TASK TO CARRY OUT: You are asked to write out the entries exactly as they are given.

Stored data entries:

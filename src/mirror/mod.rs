//! Best-effort replication of local writes and deletes to a remote document
//! store.
//!
//! Mirror operations are dispatched from detached tasks after the local
//! operation is already durable. Their outcome is observed only through
//! logging: a failed mirror call never blocks, fails or undoes the local
//! write that triggered it, and is never retried. A local store that
//! succeeded while the mirror failed is an accepted, permanent inconsistency.

mod firestore;

pub use firestore::FirestoreMirror;

use async_trait::async_trait;

use crate::{error::MirrorError, transaction::Transaction};

/// The anonymous, per-device user handle used to namespace remote documents.
///
/// Passed explicitly to the mirror at construction; without one, mirror
/// operations silently no-op. That is a deliberate low-friction default, not
/// an error.
#[derive(Debug, Clone, PartialEq, Eq)]
pub struct Identity(String);

impl Identity {
    /// Wrap a user handle. Returns `None` for an empty string.
    pub fn new(handle: impl Into<String>) -> Option<Self> {
        let handle = handle.into();
        if handle.is_empty() {
            None
        } else {
            Some(Self(handle))
        }
    }

    /// The raw handle.
    pub fn as_str(&self) -> &str {
        &self.0
    }
}

/// Replicates transaction inserts and deletes to a remote per-user document
/// collection.
#[async_trait]
pub trait TransactionMirror: Send + Sync {
    /// Add a document for `transaction` to the current identity's
    /// collection.
    ///
    /// Returns the remote document id assigned by the store, or `None` when
    /// the call was skipped because no identity is configured.
    ///
    /// # Errors
    /// Returns a [MirrorError] if the remote store could not be reached or
    /// rejected the document.
    async fn mirror_insert(&self, transaction: &Transaction)
    -> Result<Option<String>, MirrorError>;

    /// Delete the remote document for `transaction`.
    ///
    /// Callers only invoke this for transactions that carry a non-empty
    /// remote id; implementations may assume so.
    ///
    /// # Errors
    /// Returns a [MirrorError] if the remote store could not be reached or
    /// rejected the delete.
    async fn mirror_delete(&self, transaction: &Transaction) -> Result<(), MirrorError>;
}

/// A mirror that never talks to a remote store.
///
/// Used when remote mirroring is not configured at all; every operation is a
/// silent no-op, matching the behavior of a configured mirror without an
/// identity.
#[derive(Debug, Clone, Copy, Default)]
pub struct DisabledMirror;

#[async_trait]
impl TransactionMirror for DisabledMirror {
    async fn mirror_insert(
        &self,
        _transaction: &Transaction,
    ) -> Result<Option<String>, MirrorError> {
        Ok(None)
    }

    async fn mirror_delete(&self, _transaction: &Transaction) -> Result<(), MirrorError> {
        Ok(())
    }
}
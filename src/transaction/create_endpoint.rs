//! Defines the endpoint for recording a new expense.

use axum::{
    Form,
    extract::State,
    http::StatusCode,
    response::{IntoResponse, Response},
};
use axum_htmx::HxRedirect;
use serde::Deserialize;

use crate::{
    category::Category,
    endpoints,
    service::ExpenseService,
    transaction::{Transaction, validate_amount},
    view_templates::{error_alert, render},
};

/// The form data for recording an expense.
#[derive(Debug, Deserialize)]
pub struct ExpenseForm {
    /// Text detailing the expense.
    pub description: String,
    /// The amount of money spent, in dollars.
    pub amount: f64,
    /// The category the expense belongs to.
    pub category: Category,
}

/// A route handler for recording a new expense; redirects to the dashboard
/// on success.
///
/// Validation happens here, before a [Transaction] is ever constructed: the
/// description must be non-empty and the amount a positive number. The
/// remote mirror runs after the response is sent and cannot fail the
/// request.
pub async fn create_transaction_endpoint(
    State(service): State<ExpenseService>,
    Form(form): Form<ExpenseForm>,
) -> Response {
    let description = form.description.trim();
    if description.is_empty() {
        return render(
            StatusCode::BAD_REQUEST,
            error_alert("Missing description", "Enter a description for the expense."),
        );
    }

    if let Err(error) = validate_amount(form.amount) {
        return error.into_response();
    }

    match service.add_transaction(Transaction::new(description, form.amount, form.category)) {
        Ok(_) => (
            HxRedirect(endpoints::DASHBOARD_VIEW.to_owned()),
            StatusCode::SEE_OTHER,
        )
            .into_response(),
        Err(error) => error.into_response(),
    }
}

SOLUTION FOR THIS PROBLEM:
filename src/mirror/mod.rs
//! Best-effort replication of local writes and deletes to a remote document
//! store.
//!
//! Mirror operations are dispatched from detached tasks after the local
//! operation is already durable. Their outcome is observed only through
//! logging: a failed mirror call never blocks, fails or undoes the local
//! write that triggered it, and is never retried. A local store that
//! succeeded while the mirror failed is an accepted, permanent inconsistency.

mod firestore;

pub use firestore::FirestoreMirror;

use async_trait::async_trait;

use crate::{error::MirrorError, transaction::Transaction};

/// The anonymous, per-device user handle used to namespace remote documents.
///
/// Passed explicitly to the mirror at construction; without one, mirror
/// operations silently no-op. That is a deliberate low-friction default, not
/// an error.
#[derive(Debug, Clone, PartialEq, Eq)]
pub struct Identity(String);

impl Identity {
    /// Wrap a user handle. Returns `None` for an empty string.
    pub fn new(handle: impl Into<String>) -> Option<Self> {
        let handle = handle.into();
        if handle.is_empty() {
            None
        } else {
            Some(Self(handle))
        }
    }

    /// The raw handle.
    pub fn as_str(&self) -> &str {
        &self.0
    }
}

/// Replicates transaction inserts and deletes to a remote per-user document
/// collection.
#[async_trait]
pub trait TransactionMirror: Send + Sync {
    /// Add a document for `transaction` to the current identity's
    /// collection.
    ///
    /// Returns the remote document id assigned by the store, or `None` when
    /// the call was skipped because no identity is configured.
    ///
    /// # Errors
    /// Returns a [MirrorError] if the remote store could not be reached or
    /// rejected the document.
    async fn mirror_insert(&self, transaction: &Transaction)
    -> Result<Option<String>, MirrorError>;

    /// Delete the remote document for `transaction`.
    ///
    /// Callers only invoke this for transactions that carry a non-empty
    /// remote id; implementations may assume so.
    ///
    /// # Errors
    /// Returns a [MirrorError] if the remote store could not be reached or
    /// rejected the delete.
    async fn mirror_delete(&self, transaction: &Transaction) -> Result<(), MirrorError>;
}

/// A mirror that never talks to a remote store.
///
/// Used when remote mirroring is not configured at all; every operation is a
/// silent no-op, matching the behavior of a configured mirror without an
/// identity.
#[derive(Debug, Clone, Copy, Default)]
pub struct DisabledMirror;

#[async_trait]
impl TransactionMirror for DisabledMirror {
    async fn mirror_insert(
        &self,
        _transaction: &Transaction,
    ) -> Result<Option<String>, MirrorError> {
        Ok(None)
    }

    async fn mirror_delete(&self, _transaction: &Transaction) -> Result<(), MirrorError> {
        Ok(())
    }
}
filename src/transaction/create_endpoint.rs
//! Defines the endpoint for recording a new expense.

use axum::{
    Form,
    extract::State,
    http::StatusCode,
    response::{IntoResponse, Response},
};
use axum_htmx::HxRedirect;
use serde::Deserialize;

use crate::{
    category::Category,
    endpoints,
    service::ExpenseService,
    transaction::{Transaction, validate_amount},
    view_templates::{error_alert, render},
};

/// The form data for recording an expense.
#[derive(Debug, Deserialize)]
pub struct ExpenseForm {
    /// Text detailing the expense.
    pub description: String,
    /// The amount of money spent, in dollars.
    pub amount: f64,
    /// The category the expense belongs to.
    pub category: Category,
}

/// A route handler for recording a new expense; redirects to the dashboard
/// on success.
///
/// Validation happens here, before a [Transaction] is ever constructed: the
/// description must be non-empty and the amount a positive number. The
/// remote mirror runs after the response is sent and cannot fail the
/// request.
pub async fn create_transaction_endpoint(
    State(service): State<ExpenseService>,
    Form(form): Form<ExpenseForm>,
) -> Response {
    let description = form.description.trim();
    if description.is_empty() {
        return render(
            StatusCode::BAD_REQUEST,
            error_alert("Missing description", "Enter a description for the expense."),
        );
    }

    if let Err(error) = validate_amount(form.amount) {
        return error.into_response();
    }

    match service.add_transaction(Transaction::new(description, form.amount, form.category)) {
        Ok(_) => (
            HxRedirect(endpoints::DASHBOARD_VIEW.to_owned()),
            StatusCode::SEE_OTHER,
        )
            .into_response(),
        Err(error) => error.into_response(),
    }
}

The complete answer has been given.